# Problem statement
Each line below that contains the word "derive" must be copied.

━━━━━ Data to examine ━━━━━

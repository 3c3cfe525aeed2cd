pub mod alias;
pub mod ast;
#[cfg(feature = "cli")]
pub mod cli;
pub mod compiler;
pub mod config;
pub mod converter;
pub mod error;
pub mod filter;
pub mod lexer;
pub mod model;
pub mod options;
pub mod output;
pub mod parser;
pub mod pool;
pub mod sql;
pub mod transform;
pub mod value;

pub use alias::{AliasDefinition, AliasRegistry, AliasSet, CompileContext};
pub use ast::{Node, SortDirection, Token, TokenKind};
pub use compiler::{CompiledExpand, CompiledQuery, Compiler};
pub use config::CompilerConfig;
pub use converter::{Converter, ExpressionResolver};
pub use error::{LexError, OptionError, ParseError, QueryError, SemanticError, SqlError};
pub use filter::{FilterExpression, FilterKind, Function, PropertyRef, ScalarExpr, TypeName};
pub use lexer::{Lexer, tokenize};
pub use model::{Catalog, EntityModel, MetadataProvider, NavigationModel, PrimitiveType, PropertyModel};
pub use options::{ExpandItem, OrderByItem, QueryOptions, SelectItem};
pub use output::{to_json, to_json_pretty};
pub use parser::{Parser, parse};
pub use pool::Pools;
pub use sql::{ApplySql, Dialect, SqlBuilder, SqlFragment};
pub use value::{Literal, SpatialKind, SpatialLiteral};
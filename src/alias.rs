//! Computed aliases and the per-compilation context that carries them.
//!
//! Aliases are introduced by `$compute` and `$apply` and may be referenced
//! by any other option regardless of textual order. Compilation therefore
//! runs in two phases: every alias name is collected into an [`AliasSet`]
//! first, then each definition is resolved into the [`AliasRegistry`].
//!
//! Both live in a [`CompileContext`] owned by a single compilation and
//! passed explicitly to whatever needs it. Nothing here is global, so
//! concurrent compilations using the same alias name never interfere.

use indexmap::{IndexMap, IndexSet};

use crate::{error::OptionError, filter::ScalarExpr, transform::Aggregation};

/// Names visible to the converter as if they were declared properties.
#[derive(Debug, Clone, Default, PartialEq)]
pub struct AliasSet {
    names: IndexSet<String>,
}

impl AliasSet {
    pub fn new() -> Self {
        Self::default()
    }

    /// Add a name. Returns `false` if it was already present.
    pub fn insert(&mut self, name: &str) -> bool {
        self.names.insert(name.to_string())
    }

    pub fn contains(&self, name: &str) -> bool {
        self.names.contains(name)
    }

    pub fn iter(&self) -> impl Iterator<Item = &str> {
        self.names.iter().map(String::as_str)
    }

    pub fn len(&self) -> usize {
        self.names.len()
    }

    pub fn is_empty(&self) -> bool {
        self.names.is_empty()
    }

    pub fn clear(&mut self) {
        self.names.clear();
    }
}

impl<'a> FromIterator<&'a str> for AliasSet {
    fn from_iter<I: IntoIterator<Item = &'a str>>(iter: I) -> Self {
        AliasSet {
            names: iter.into_iter().map(str::to_string).collect(),
        }
    }
}

/// What an alias stands for.
#[derive(Debug, Clone, PartialEq)]
pub enum AliasDefinition {
    /// `<expr> as <alias>` in `$compute` or an apply `compute` step
    Expression(ScalarExpr),

    /// `<expr> with <method> as <alias>` or `$count as <alias>`, and the
    /// implicit `$count` of `groupby`
    Aggregate(Aggregation),
}

/// Alias definitions, in the order they were declared.
///
/// Used by the SQL builder to substitute an alias with its defining
/// expression on dialects that cannot reference a computed column inside a
/// predicate.
#[derive(Debug, Clone, Default, PartialEq)]
pub struct AliasRegistry {
    definitions: IndexMap<String, AliasDefinition>,
}

impl AliasRegistry {
    pub fn new() -> Self {
        Self::default()
    }

    pub fn define(&mut self, alias: &str, definition: AliasDefinition) -> Result<(), OptionError> {
        if self.definitions.contains_key(alias) {
            return Err(OptionError::DuplicateAlias(alias.to_string()));
        }
        self.definitions.insert(alias.to_string(), definition);
        Ok(())
    }

    /// Replace a definition, keeping its original position.
    pub fn redefine(&mut self, alias: &str, definition: AliasDefinition) {
        self.definitions.insert(alias.to_string(), definition);
    }

    pub fn get(&self, alias: &str) -> Option<&AliasDefinition> {
        self.definitions.get(alias)
    }

    pub fn contains(&self, alias: &str) -> bool {
        self.definitions.contains_key(alias)
    }

    /// Whether `alias` stands for an aggregate, directly or through the
    /// expressions it is defined by.
    pub fn is_aggregate(&self, alias: &str) -> bool {
        match self.definitions.get(alias) {
            Some(AliasDefinition::Aggregate(_)) => true,
            Some(AliasDefinition::Expression(expr)) => {
                expr.alias_names().iter().any(|name| self.is_aggregate(name))
            }
            None => false,
        }
    }

    pub fn iter(&self) -> impl Iterator<Item = (&str, &AliasDefinition)> {
        self.definitions.iter().map(|(k, v)| (k.as_str(), v))
    }

    pub fn len(&self) -> usize {
        self.definitions.len()
    }

    pub fn is_empty(&self) -> bool {
        self.definitions.is_empty()
    }

    pub fn clear(&mut self) {
        self.definitions.clear();
    }
}

/// Alias state for one compilation.
#[derive(Debug, Clone, Default)]
pub struct CompileContext {
    pub aliases: AliasSet,
    pub registry: AliasRegistry,
}

impl CompileContext {
    pub fn new() -> Self {
        Self::default()
    }

    /// Forget every alias, making the context reusable for another request.
    pub fn reset(&mut self) {
        self.aliases.clear();
        self.registry.clear();
    }
}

━━━━━

# Result below
#[derive(Debug, Clone, Default, PartialEq)]
#[derive(Debug, Clone, PartialEq)]
#[derive(Debug, Clone, Default, PartialEq)]
#[derive(Debug, Clone, Default)]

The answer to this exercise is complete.